Once the camera is on and you’re manually focusing, the ring works very smoothly, and an exact focus point is easy to find. There is a slight delay in lens movement when you move the focus ring: the speed at which the lens moves isn’t directly related to how much you turn the focus ring. The focus system produces noise similar to that of compact cameras when their inbuilt zoom lenses extend. This may be an issue when using manual focus while making video with internal sound recording, but if you operate the manual focus slower, you can completely eliminate the noise. If you wish to use auto-focus in video mode (assuming your camera can shoot video), the EF 40mm f/2.8 will perform great. In my opinion, the pancake lens produces less jerky and choppy videos in auto-focus mode than it’s rivals — even outperforming lenses such as the EF 16-35 f/2.8 II. So it seems that this auto-focus system gets along with video much better than USM motors, not to mention that it’s quieter and fast.

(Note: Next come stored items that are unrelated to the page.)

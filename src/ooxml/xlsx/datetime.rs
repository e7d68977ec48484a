//! Excel serial dates.
//!
//! Excel stores dates as a day count from 1899-12-31 (serial 0) with the time of
//! day as the fractional part. The 1900 date system keeps Lotus 1-2-3's leap
//! year bug: 1900-02-29 exists as serial 60 and every later date is one day
//! past its true distance from the epoch.

use crate::ooxml::error::{Result, XlsxError};
use chrono::{Datelike, NaiveDate, NaiveDateTime, NaiveTime, Timelike};

/// Serial number of 9999-12-31, the last date Excel can represent.
pub const MAX_SERIAL_DAY: u32 = 2_958_465;

/// Serial number of 1970-01-01.
const UNIX_EPOCH_SERIAL: i64 = 25_569;

const SECONDS_PER_DAY: f64 = 86_400.0;

pub(crate) const DEFAULT_DATE_FORMAT: &str = r"yyyy\-mm\-dd;@";
pub(crate) const DEFAULT_TIME_FORMAT: &str = "hh:mm:ss;@";
pub(crate) const DEFAULT_DATETIME_FORMAT: &str = r"yyyy\-mm\-dd\ hh:mm:ss";

#[derive(Debug, Clone, Copy, PartialEq, Eq)]
enum DateTimeKind {
    Date,
    Time,
    DateTime,
}

/// A date, time or date-time in Excel's serial encoding.
///
/// ```
/// use longan::ExcelDateTime;
///
/// let date = ExcelDateTime::from_ymd(2024, 6, 1)?;
/// assert_eq!(date.to_excel(), 45444.0);
///
/// let noon = date.and_hms(12, 0, 0)?;
/// assert_eq!(noon.to_excel(), 45444.5);
/// # Ok::<(), longan::XlsxError>(())
/// ```
#[derive(Debug, Clone, Copy, PartialEq)]
pub struct ExcelDateTime {
    day: u32,
    time: f64,
    kind: DateTimeKind,
}

impl ExcelDateTime {
    /// A calendar date. Valid from 1899-12-31 to 9999-12-31.
    pub fn from_ymd(year: u16, month: u8, day: u8) -> Result<Self> {
        Ok(Self {
            day: serial_day(year, month, day)?,
            time: 0.0,
            kind: DateTimeKind::Date,
        })
    }

    /// A time of day without a date.
    pub fn from_hms(hour: u16, minute: u8, second: u8) -> Result<Self> {
        Self::from_hms_milli(hour, minute, second, 0)
    }

    pub fn from_hms_milli(hour: u16, minute: u8, second: u8, milli: u16) -> Result<Self> {
        Ok(Self {
            day: 0,
            time: day_fraction(hour, minute, second as f64 + milli_seconds(milli)?)?,
            kind: DateTimeKind::Time,
        })
    }

    /// Add a time of day to a date.
    pub fn and_hms(self, hour: u16, minute: u8, second: u8) -> Result<Self> {
        self.and_hms_milli(hour, minute, second, 0)
    }

    pub fn and_hms_milli(self, hour: u16, minute: u8, second: u8, milli: u16) -> Result<Self> {
        let time = day_fraction(hour, minute, second as f64 + milli_seconds(milli)?)?;
        Ok(self.with_time(time))
    }

    /// Parse `YYYY-MM-DD`, `YYYY-MM-DDThh:mm[:ss[.fff]][Z]` (a space may
    /// replace the `T`) or a bare `hh:mm[:ss[.fff]]`.
    ///
    /// Strings that are not shaped like one of these fail with
    /// [`XlsxError::Parse`]. A three-field date whose fields are not valid
    /// numbers, or that names a day that does not exist, fails with
    /// [`XlsxError::Range`].
    pub fn parse_from_str(s: &str) -> Result<Self> {
        let s = s.trim();
        let split = s.find(|c: char| c == 'T' || c == ' ');

        match split {
            Some(pos) => {
                let date = parse_date(&s[..pos], s)?;
                let time = parse_time(&s[pos + 1..], s)?;
                Ok(date.with_time(time))
            },
            None if s.contains(':') => Ok(Self {
                day: 0,
                time: parse_time(s, s)?,
                kind: DateTimeKind::Time,
            }),
            None => parse_date(s, s),
        }
    }

    /// Wrap an existing serial number.
    pub fn from_serial_datetime(serial: f64) -> Result<Self> {
        if !serial.is_finite() || serial < 0.0 || serial >= (MAX_SERIAL_DAY + 1) as f64 {
            return Err(XlsxError::range(format!(
                "Serial date {} is outside 0..{}",
                serial,
                MAX_SERIAL_DAY + 1
            )));
        }
        let day = serial.floor();
        Ok(Self {
            day: day as u32,
            time: serial - day,
            kind: DateTimeKind::DateTime,
        })
    }

    /// Convert a Unix timestamp in seconds.
    pub fn from_timestamp(timestamp: i64) -> Result<Self> {
        let day = UNIX_EPOCH_SERIAL + timestamp.div_euclid(86_400);
        if !(0..=MAX_SERIAL_DAY as i64).contains(&day) {
            return Err(XlsxError::range(format!(
                "Timestamp {} is outside the Excel date range",
                timestamp
            )));
        }
        Ok(Self {
            day: day as u32,
            time: timestamp.rem_euclid(86_400) as f64 / SECONDS_PER_DAY,
            kind: DateTimeKind::DateTime,
        })
    }

    /// The serial number Excel stores in the cell.
    pub fn to_excel(&self) -> f64 {
        self.day as f64 + self.time
    }

    /// Number format applied when the value is written without a format.
    pub(crate) fn default_num_format(&self) -> &'static str {
        match self.kind {
            DateTimeKind::Date => DEFAULT_DATE_FORMAT,
            DateTimeKind::Time => DEFAULT_TIME_FORMAT,
            DateTimeKind::DateTime => DEFAULT_DATETIME_FORMAT,
        }
    }

    fn with_time(self, time: f64) -> Self {
        Self {
            day: self.day,
            time,
            kind: match self.kind {
                DateTimeKind::Time => DateTimeKind::Time,
                _ => DateTimeKind::DateTime,
            },
        }
    }
}

fn serial_day(year: u16, month: u8, day: u8) -> Result<u32> {
    // The day that only exists in Excel.
    if (year, month, day) == (1900, 2, 29) {
        return Ok(60);
    }

    let out_of_range = || {
        XlsxError::range(format!(
            "Date {:04}-{:02}-{:02} is outside 1899-12-31..=9999-12-31 or does not exist",
            year, month, day
        ))
    };

    if !(1899..=9999).contains(&year) {
        return Err(out_of_range());
    }
    let date = NaiveDate::from_ymd_opt(year as i32, month as u32, day as u32)
        .ok_or_else(out_of_range)?;
    let epoch = NaiveDate::from_ymd_opt(1899, 12, 31).ok_or_else(out_of_range)?;

    let days = date.signed_duration_since(epoch).num_days();
    if days < 0 {
        return Err(out_of_range());
    }
    // Past the phantom leap day.
    let days = if days > 59 { days + 1 } else { days };
    Ok(days as u32)
}

fn milli_seconds(milli: u16) -> Result<f64> {
    if milli > 999 {
        return Err(XlsxError::range(format!(
            "Millisecond {} is outside 0..=999",
            milli
        )));
    }
    Ok(milli as f64 / 1000.0)
}

fn day_fraction(hour: u16, minute: u8, second: f64) -> Result<f64> {
    if hour > 23 || minute > 59 || !(0.0..60.0).contains(&second) {
        return Err(XlsxError::range(format!(
            "Time {:02}:{:02}:{} is not a valid time of day",
            hour, minute, second
        )));
    }
    Ok((hour as f64 * 3600.0 + minute as f64 * 60.0 + second) / SECONDS_PER_DAY)
}

fn parse_date(s: &str, input: &str) -> Result<ExcelDateTime> {
    let fields: Vec<&str> = s.split('-').collect();
    if fields.len() != 3 {
        return Err(XlsxError::parse(format!(
            "Cannot parse '{}' as a date: expected YYYY-MM-DD",
            input
        )));
    }

    let field = |value: &str, name: &str| {
        value.parse::<u16>().map_err(|_| {
            XlsxError::range(format!(
                "Invalid {} '{}' in date '{}'",
                name, value, input
            ))
        })
    };
    let year = field(fields[0], "year")?;
    let month = u8::try_from(field(fields[1], "month")?)
        .map_err(|_| XlsxError::range(format!("Invalid month in date '{}'", input)))?;
    let day = u8::try_from(field(fields[2], "day")?)
        .map_err(|_| XlsxError::range(format!("Invalid day in date '{}'", input)))?;

    ExcelDateTime::from_ymd(year, month, day)
}

fn parse_time(s: &str, input: &str) -> Result<f64> {
    let s = s.strip_suffix('Z').unwrap_or(s);
    let malformed = || {
        XlsxError::parse(format!(
            "Cannot parse '{}' as a time: expected hh:mm[:ss[.fff]]",
            input
        ))
    };

    let fields: Vec<&str> = s.split(':').collect();
    if !(2..=3).contains(&fields.len()) {
        return Err(malformed());
    }
    let hour = fields[0].parse::<u16>().map_err(|_| malformed())?;
    let minute = fields[1].parse::<u8>().map_err(|_| malformed())?;
    let second = match fields.get(2) {
        Some(value) if value.bytes().all(|b| b.is_ascii_digit() || b == b'.') => {
            value.parse::<f64>().map_err(|_| malformed())?
        },
        Some(_) => return Err(malformed()),
        None => 0.0,
    };

    day_fraction(hour, minute, second)
}

impl TryFrom<NaiveDate> for ExcelDateTime {
    type Error = XlsxError;

    fn try_from(date: NaiveDate) -> Result<Self> {
        let year = u16::try_from(date.year()).map_err(|_| {
            XlsxError::range(format!("Date {} is outside the Excel date range", date))
        })?;
        Self::from_ymd(year, date.month() as u8, date.day() as u8)
    }
}

impl TryFrom<NaiveDateTime> for ExcelDateTime {
    type Error = XlsxError;

    fn try_from(datetime: NaiveDateTime) -> Result<Self> {
        let date = Self::try_from(datetime.date())?;
        Ok(date.with_time(time_fraction(&datetime.time())))
    }
}

impl From<NaiveTime> for ExcelDateTime {
    fn from(time: NaiveTime) -> Self {
        Self {
            day: 0,
            time: time_fraction(&time),
            kind: DateTimeKind::Time,
        }
    }
}

fn time_fraction(time: &NaiveTime) -> f64 {
    // Leap-second nanos (>= 1e9) are folded into the last second of the day.
    let nanos = time.nanosecond().min(999_999_999);
    (time.num_seconds_from_midnight() as f64 + nanos as f64 / 1e9) / SECONDS_PER_DAY
}

#[cfg(test)]
mod tests {
    use super::*;
    use proptest::prelude::*;

    fn serial(y: u16, m: u8, d: u8) -> f64 {
        ExcelDateTime::from_ymd(y, m, d).unwrap().to_excel()
    }

    #[test]
    fn test_known_serials() {
        assert_eq!(serial(1899, 12, 31), 0.0);
        assert_eq!(serial(1900, 1, 1), 1.0);
        assert_eq!(serial(1900, 2, 28), 59.0);
        assert_eq!(serial(1900, 2, 29), 60.0);
        assert_eq!(serial(1900, 3, 1), 61.0);
        assert_eq!(serial(2024, 1, 1), 45292.0);
        assert_eq!(serial(2024, 2, 29), 45351.0);
        assert_eq!(serial(2024, 6, 1), 45444.0);
        assert_eq!(serial(2024, 12, 31), 45657.0);
        assert_eq!(serial(9999, 12, 31), 2958465.0);
    }

    #[test]
    fn test_invalid_dates_are_range_errors() {
        for (y, m, d) in [(2024, 2, 30), (1899, 12, 30), (2023, 2, 29), (2024, 13, 1), (2024, 0, 1)] {
            assert!(
                matches!(ExcelDateTime::from_ymd(y, m, d), Err(XlsxError::Range(_))),
                "{}-{}-{}",
                y,
                m,
                d
            );
        }
        assert!(matches!(
            ExcelDateTime::from_ymd(10000, 1, 1),
            Err(XlsxError::Range(_))
        ));
    }

    #[test]
    fn test_times() {
        let date = ExcelDateTime::from_ymd(2024, 6, 1).unwrap();
        assert_eq!(date.and_hms(18, 0, 0).unwrap().to_excel(), 45444.75);
        assert_eq!(ExcelDateTime::from_hms(6, 0, 0).unwrap().to_excel(), 0.25);
        let with_milli = ExcelDateTime::from_hms_milli(0, 0, 1, 500).unwrap();
        assert_eq!(with_milli.to_excel(), 1.5 / 86_400.0);

        assert!(matches!(date.and_hms(24, 0, 0), Err(XlsxError::Range(_))));
        assert!(matches!(date.and_hms(0, 60, 0), Err(XlsxError::Range(_))));
        assert!(matches!(date.and_hms(0, 0, 60), Err(XlsxError::Range(_))));
    }

    #[test]
    fn test_parse_from_str() {
        let parsed = ExcelDateTime::parse_from_str("2024-06-01").unwrap();
        assert_eq!(parsed.to_excel(), 45444.0);
        assert_eq!(parsed.default_num_format(), DEFAULT_DATE_FORMAT);

        let parsed = ExcelDateTime::parse_from_str("2024-06-01T12:00:00Z").unwrap();
        assert_eq!(parsed.to_excel(), 45444.5);
        assert_eq!(parsed.default_num_format(), DEFAULT_DATETIME_FORMAT);

        let parsed = ExcelDateTime::parse_from_str("2024-06-01 06:00").unwrap();
        assert_eq!(parsed.to_excel(), 45444.25);

        let parsed = ExcelDateTime::parse_from_str("12:00:00.000").unwrap();
        assert_eq!(parsed.to_excel(), 0.5);
        assert_eq!(parsed.default_num_format(), DEFAULT_TIME_FORMAT);
    }

    #[test]
    fn test_parse_errors() {
        for input in ["2024/06/01", "2024.06.01", "20240601", "", "2024-06-01T12", "2024-06-01Tnoon:00"] {
            assert!(
                matches!(ExcelDateTime::parse_from_str(input), Err(XlsxError::Parse(_))),
                "{:?}",
                input
            );
        }
        assert!(matches!(
            ExcelDateTime::parse_from_str("2024-02-30"),
            Err(XlsxError::Range(_))
        ));
        assert!(matches!(
            ExcelDateTime::parse_from_str("not-a-date"),
            Err(XlsxError::Range(_))
        ));
    }

    #[test]
    fn test_serial_and_timestamp() {
        let value = ExcelDateTime::from_serial_datetime(45444.125).unwrap();
        assert_eq!(value.to_excel(), 45444.125);
        assert!(ExcelDateTime::from_serial_datetime(-1.0).is_err());
        assert!(ExcelDateTime::from_serial_datetime(2958466.0).is_err());

        assert_eq!(ExcelDateTime::from_timestamp(0).unwrap().to_excel(), 25569.0);
        assert_eq!(
            ExcelDateTime::from_timestamp(1_717_243_200).unwrap().to_excel(),
            45444.5
        );
        assert!(ExcelDateTime::from_timestamp(i64::MIN / 2).is_err());
    }

    #[test]
    fn test_chrono_conversions() {
        let date = NaiveDate::from_ymd_opt(2024, 6, 1).unwrap();
        assert_eq!(ExcelDateTime::try_from(date).unwrap().to_excel(), 45444.0);

        let datetime = date.and_hms_opt(12, 0, 0).unwrap();
        assert_eq!(ExcelDateTime::try_from(datetime).unwrap().to_excel(), 45444.5);

        let time = NaiveTime::from_hms_opt(6, 0, 0).unwrap();
        assert_eq!(ExcelDateTime::from(time).to_excel(), 0.25);

        let early = NaiveDate::from_ymd_opt(1800, 1, 1).unwrap();
        assert!(matches!(ExcelDateTime::try_from(early), Err(XlsxError::Range(_))));
    }

    proptest! {
        #[test]
        fn prop_consecutive_days_differ_by_one(days in 61i64..2_958_000) {
            let base = NaiveDate::from_ymd_opt(1900, 3, 1).unwrap();
            let date = base + chrono::Duration::days(days - 61);
            let next = date + chrono::Duration::days(1);

            let a = ExcelDateTime::try_from(date).unwrap().to_excel();
            let b = ExcelDateTime::try_from(next).unwrap().to_excel();
            prop_assert_eq!(a, days as f64);
            prop_assert_eq!(b - a, 1.0);
        }

        #[test]
        fn prop_parse_agrees_with_from_ymd(y in 1900u16..=9999, m in 1u8..=12, d in 1u8..=28) {
            let text = format!("{:04}-{:02}-{:02}", y, m, d);
            let parsed = ExcelDateTime::parse_from_str(&text).unwrap();
            prop_assert_eq!(parsed, ExcelDateTime::from_ymd(y, m, d).unwrap());
        }
    }
}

However, when taking pictures, the auto-focus is not so fast. Once it’s off focus, it has a bit of time-lag in refocusing, so don’t expect it to have L series speed especially considering its price tag. The focusing problem is also present when taking pictures in low light conditions, in which the lens hunts for a focus point. But all the focus speed and noise issues have nothing to do with the accuracy of the auto-focus!
The pancake lens’ focusing accuracy is consistent, regardless what your subject is. The AF accuracy of the EF 50mm f/1.8 cannot compare to the pancake’s. The 50mm f/1.8 may work when you need to focus in a controlled portrait shoot, but anything else is pure lottery.
Before we discuss Lens Sharpness anymore, you may want to read an amazing article about it here. To make a long story short, you should know more about how to use your gear before demanding any features from the gear.
What about sharpness? Well let’s just say I didn’t even bother moving it from f/2.8. It’s stuck there from the beginning because it’s just so super sharp even when wide open. I didn’t check any comparison charts or laboratory research reports on how sharp it really is, but I can say that from my own perspective: I’m extremely satisfied.
Below, you can see a comparison which we’ve made using the EF 50mm f/1.8 II and the EF 16-35 f/2.8 II L lenses as rivals to the little pancake. The EF 40mm performed superbly even wide open by beating the 50mm even when its aperture was at f/2.8.
We’ve used an expensive wide-zoom lens, the EF 16-35 f/2.8 II L, and set it to a focal length of 35mm, just to see how much does it differs from EF 40mm f/2.8 in wideness and sharpness. You can check the results below.
Conclusion: The little pancake lens is sharper throughout the frame, especially in the corners where both 50mm 1.8 and 16-35 2.8 start to fade.
All around lens:
Due to its size, the pancake lens is easy to carry around. On a full-frame (FF) body it captures a relatively wide field of view.
If the 50mm f/1.8 is good for portraits, then the 40mm f/2.8 is even better. You have little bit more field of view (FOV), but you can easily crop if you need to.
With the new STM motor, it should be one of the best lenses for videos. It is better than most of the lenses in video mode, but in our opinion, until something changes, it is just not yet there.
We made some sample video shots, we will update article and place video here.
When having an EF 16-35 f/2.8 II and EF 50 f/1.8 II, one may say that buying a 40mm f/2.8 lens would be a waste of money, especially with the 50mm lens being much faster with its lowest f-stop of 1.8. There’s a kernel of truth somewhere, but the EF 40mm f/2.8 is smaller, lighter, more precise, better built and sharper then most of its rivals. I would choose EF 40mm f/2.8 over 50mm f/1.8 anytime! I would definitely recommend it as a lightweight low-profile lens that can easily find a place in a photo bag, or even in your pocket.